Contudo, apesar dessas diferenças, um falante do norte do Brasil, por exemplo,

consegue entender com relativa facilidade o que diz um falante do sul.

Dentre todas as variações que podem ocorrer em qualquer língua, a mais

perceptível é aquela que acontece no nível fonológico. Isso pode ser aferido por meio de

comentários de falantes, que identificam com facilidade, mesmo sendo iletrados, as

diferenças de pronúncia, ou sotaque. Quanto essa diferença dialetal, Coutinho (1976), já

observava que:

É palpável (...) a diferença entre a fala cantada do nortista e a fala descansada

do sulista. No léxico são grandes as diferenças que se notam entre os diversos

Estados do Brasil; basta comparar um livro de Alfredo; Rangel, por exemplo,

com um de Monteiro Lobato. (Coutinho, 1976, p. 328)

Nesse sentido, os estudos dialetológicos e sociolinguísticos são primordiais para

a caracterização e delimitação dos dialetos brasileiros. Esses estudos, além de

enriquecer o cenário linguístico do Brasil, devem também, de alguma forma, contribuir

para os estudos no setor educacional.

Antenor Nascentes (1922), muito citado nas pesquisas dialetais, admitia a

existência de quatro subdialetos no Brasil: o nortista, o fluminense, o sertanejo e o

sulista.

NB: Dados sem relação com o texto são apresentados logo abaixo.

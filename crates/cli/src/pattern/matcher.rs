//! Compiled pattern matchers with automatic engine selection.

use std::ops::Range;

use aho_corasick::{AhoCorasick, MatchKind};
use memchr::memmem::Finder;
use regex::{Regex, RegexBuilder};

use super::flags::FlagSet;

/// Resource bounds applied while compiling and iterating.
#[derive(Debug, Clone, Copy, PartialEq, Eq)]
pub struct Limits {
    /// Maximum matches collected by one global evaluation; unbounded when
    /// unset.
    pub max_matches: Option<usize>,
    /// Maximum compiled program size in bytes.
    pub size_limit: usize,
    /// Maximum backtracking steps for patterns that need a backtracking engine.
    pub backtrack_limit: usize,
}

impl Default for Limits {
    fn default() -> Self {
        Self {
            max_matches: None,
            size_limit: 10 * (1 << 20),
            backtrack_limit: 1_000_000,
        }
    }
}

/// Pattern rejected before any matching was attempted.
///
/// The message is the underlying engine's, passed through verbatim.
#[derive(Debug, Clone, PartialEq, Eq, thiserror::Error)]
#[error("{message}")]
pub struct CompileError {
    pub message: String,
}

impl CompileError {
    fn from_engine(err: impl std::fmt::Display) -> Self {
        Self {
            message: err.to_string(),
        }
    }
}

/// Matcher fault during iteration.
#[derive(Debug, Clone, PartialEq, Eq, thiserror::Error)]
pub enum EvaluationError {
    #[error("too many matches (limit: {limit})")]
    TooManyMatches { limit: usize },

    #[error("{0}")]
    Engine(String),
}

/// One successful search: the whole match plus each capture group.
#[derive(Debug, Clone, PartialEq, Eq)]
pub struct RawCaptures {
    /// Byte range of the whole match.
    pub span: Range<usize>,
    /// Byte ranges of groups 1..=n; `None` when the group did not participate.
    pub groups: Vec<Option<Range<usize>>>,
}

impl RawCaptures {
    fn without_groups(span: Range<usize>) -> Self {
        Self {
            span,
            groups: Vec::new(),
        }
    }
}

/// A searchable pattern engine.
///
/// `match_from` searches `text` starting at byte `offset`, treating the whole
/// of `text` as context so anchors and word boundaries see what precedes
/// `offset`.
pub trait Matcher: Send + Sync {
    fn match_from(&self, text: &str, offset: usize)
    -> Result<Option<RawCaptures>, EvaluationError>;

    /// Number of capture groups, excluding the implicit whole-match group.
    fn group_count(&self) -> usize;
}

/// Engine chosen for a pattern.
#[derive(Debug)]
pub enum Engine {
    /// Single literal string (fastest).
    Literal(LiteralMatcher),
    /// Alternation of literal strings (Aho-Corasick).
    MultiLiteral(MultiLiteralMatcher),
    /// Linear-time regex.
    Regex(RegexMatcher),
    /// Backtracking regex for backreferences and lookaround.
    Backtracking(BacktrackingMatcher),
}

/// A pattern compiled together with its flags.
#[derive(Debug)]
pub struct CompiledPattern {
    flags: FlagSet,
    engine: Engine,
}

/// Matcher for single literal strings using memchr.
#[derive(Debug)]
pub struct LiteralMatcher {
    finder: Finder<'static>,
}

/// Matcher for pure alternations of literals.
#[derive(Debug)]
pub struct MultiLiteralMatcher {
    automaton: AhoCorasick,
}

/// Matcher backed by the `regex` crate.
#[derive(Debug)]
pub struct RegexMatcher {
    regex: Regex,
}

/// Matcher backed by `fancy-regex`.
#[derive(Debug)]
pub struct BacktrackingMatcher {
    regex: fancy_regex::Regex,
}

impl CompiledPattern {
    /// Compile a pattern with its flags, choosing the cheapest engine that
    /// accepts it.
    ///
    /// - Plain literal (case-sensitive) -> `LiteralMatcher`
    /// - Pure alternation of literals (case-sensitive) -> `MultiLiteralMatcher`
    /// - Anything the linear engine accepts -> `RegexMatcher`
    /// - Backreferences and lookaround, which the linear engine refuses ->
    ///   `BacktrackingMatcher`
    pub fn compile(pattern: &str, flags: FlagSet, limits: &Limits) -> Result<Self, CompileError> {
        // Literal tiers compare bytes exactly, so case folding needs a regex.
        let exact = !flags.ignore_case;
        let engine = if exact && is_literal(pattern) {
            Engine::Literal(LiteralMatcher::new(pattern))
        } else if let Some(literals) = extract_alternation_literals(pattern).filter(|_| exact) {
            Engine::MultiLiteral(MultiLiteralMatcher::new(&literals)?)
        } else {
            match RegexMatcher::build(pattern, flags, limits) {
                Ok(m) => Engine::Regex(m),
                Err(linear_err) if !is_unsupported_feature(&linear_err) => {
                    return Err(CompileError::from_engine(linear_err));
                }
                Err(linear_err) => {
                    tracing::debug!("pattern needs backtracking engine: {}", linear_err);
                    Engine::Backtracking(BacktrackingMatcher::new(pattern, flags, limits)?)
                }
            }
        };
        Ok(Self { flags, engine })
    }

    pub fn flags(&self) -> FlagSet {
        self.flags
    }

    pub fn engine(&self) -> &Engine {
        &self.engine
    }

    fn matcher(&self) -> &dyn Matcher {
        match &self.engine {
            Engine::Literal(m) => m,
            Engine::MultiLiteral(m) => m,
            Engine::Regex(m) => m,
            Engine::Backtracking(m) => m,
        }
    }
}

impl Matcher for CompiledPattern {
    fn match_from(
        &self,
        text: &str,
        offset: usize,
    ) -> Result<Option<RawCaptures>, EvaluationError> {
        self.matcher().match_from(text, offset)
    }

    fn group_count(&self) -> usize {
        self.matcher().group_count()
    }
}

/// Whether the linear engine rejected the pattern only because it uses a
/// construct (backreference, lookaround) that needs backtracking.
///
/// Syntax errors and size-limit overruns are final.
fn is_unsupported_feature(err: &regex::Error) -> bool {
    match err {
        regex::Error::Syntax(message) => message.contains("not supported"),
        _ => false,
    }
}

/// Check if pattern is a plain literal (no regex metacharacters).
fn is_literal(pattern: &str) -> bool {
    !pattern.is_empty()
        && !pattern.chars().any(|c| {
            matches!(
                c,
                '\\' | '.' | '*' | '+' | '?' | '(' | ')' | '[' | ']' | '{' | '}' | '^' | '$' | '|'
            )
        })
}

/// Extract literals from patterns like "foo|bar|baz".
///
/// Returns None if the pattern is not a pure alternation of non-empty literals.
fn extract_alternation_literals(pattern: &str) -> Option<Vec<String>> {
    let parts: Vec<&str> = pattern.split('|').collect();
    if parts.len() < 2 {
        return None;
    }

    for part in &parts {
        if !is_literal(part) {
            return None;
        }
    }

    Some(parts.into_iter().map(String::from).collect())
}

impl LiteralMatcher {
    pub fn new(pattern: &str) -> Self {
        Self {
            finder: Finder::new(pattern).into_owned(),
        }
    }
}

impl Matcher for LiteralMatcher {
    fn match_from(
        &self,
        text: &str,
        offset: usize,
    ) -> Result<Option<RawCaptures>, EvaluationError> {
        let Some(rest) = text.as_bytes().get(offset..) else {
            return Ok(None);
        };
        let len = self.finder.needle().len();
        Ok(self
            .finder
            .find(rest)
            .map(|pos| RawCaptures::without_groups(offset + pos..offset + pos + len)))
    }

    fn group_count(&self) -> usize {
        0
    }
}

impl MultiLiteralMatcher {
    /// Build a leftmost-first automaton so alternation order matches regex
    /// semantics.
    pub fn new(patterns: &[String]) -> Result<Self, CompileError> {
        let automaton = AhoCorasick::builder()
            .match_kind(MatchKind::LeftmostFirst)
            .build(patterns)
            .map_err(CompileError::from_engine)?;
        Ok(Self { automaton })
    }
}

impl Matcher for MultiLiteralMatcher {
    fn match_from(
        &self,
        text: &str,
        offset: usize,
    ) -> Result<Option<RawCaptures>, EvaluationError> {
        if offset > text.len() {
            return Ok(None);
        }
        let input = aho_corasick::Input::new(text).range(offset..);
        self.automaton
            .try_find(input)
            .map(|found| found.map(|m| RawCaptures::without_groups(m.start()..m.end())))
            .map_err(|e| EvaluationError::Engine(e.to_string()))
    }

    fn group_count(&self) -> usize {
        0
    }
}

impl RegexMatcher {
    pub fn new(pattern: &str, flags: FlagSet, limits: &Limits) -> Result<Self, CompileError> {
        Self::build(pattern, flags, limits).map_err(CompileError::from_engine)
    }

    fn build(pattern: &str, flags: FlagSet, limits: &Limits) -> Result<Self, regex::Error> {
        let regex = RegexBuilder::new(pattern)
            .case_insensitive(flags.ignore_case)
            .multi_line(flags.multiline)
            .size_limit(limits.size_limit)
            .build()?;
        Ok(Self { regex })
    }
}

impl Matcher for RegexMatcher {
    fn match_from(
        &self,
        text: &str,
        offset: usize,
    ) -> Result<Option<RawCaptures>, EvaluationError> {
        if offset > text.len() {
            return Ok(None);
        }
        let Some(caps) = self.regex.captures_at(text, offset) else {
            return Ok(None);
        };
        let Some(whole) = caps.get(0) else {
            return Ok(None);
        };
        let groups = (1..caps.len())
            .map(|i| caps.get(i).map(|m| m.range()))
            .collect();
        Ok(Some(RawCaptures {
            span: whole.range(),
            groups,
        }))
    }

    fn group_count(&self) -> usize {
        self.regex.captures_len().saturating_sub(1)
    }
}

impl BacktrackingMatcher {
    pub fn new(pattern: &str, flags: FlagSet, limits: &Limits) -> Result<Self, CompileError> {
        let source = format!("{}{}", flags.inline_prefix(), pattern);
        let regex = fancy_regex::RegexBuilder::new(&source)
            .backtrack_limit(limits.backtrack_limit)
            .delegate_size_limit(limits.size_limit)
            .build()
            .map_err(CompileError::from_engine)?;
        Ok(Self { regex })
    }
}

impl Matcher for BacktrackingMatcher {
    fn match_from(
        &self,
        text: &str,
        offset: usize,
    ) -> Result<Option<RawCaptures>, EvaluationError> {
        if offset > text.len() {
            return Ok(None);
        }
        let caps = self
            .regex
            .captures_from_pos(text, offset)
            .map_err(|e| EvaluationError::Engine(e.to_string()))?;
        let Some(caps) = caps else {
            return Ok(None);
        };
        let Some(whole) = caps.get(0) else {
            return Ok(None);
        };
        let groups = (1..caps.len())
            .map(|i| caps.get(i).map(|m| m.start()..m.end()))
            .collect();
        Ok(Some(RawCaptures {
            span: whole.start()..whole.end(),
            groups,
        }))
    }

    fn group_count(&self) -> usize {
        self.regex.captures_len().saturating_sub(1)
    }
}

#[cfg(test)]
#[path = "matcher_tests.rs"]
mod tests;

Porém, após percorrer todo o país, observa que o Brasil apresenta dois grandes

grupos de dialetos: o do Norte e o do Sul. O grupo do Norte compreende dois subfalares

– o amazônico e o nordestino. O grupo do Sul abrange quatro subfalares – o baiano; o

fluminense; o mineiro e o sulista.

O estado do Espírito Santo está situado por Nascentes, no subfalar fluminense.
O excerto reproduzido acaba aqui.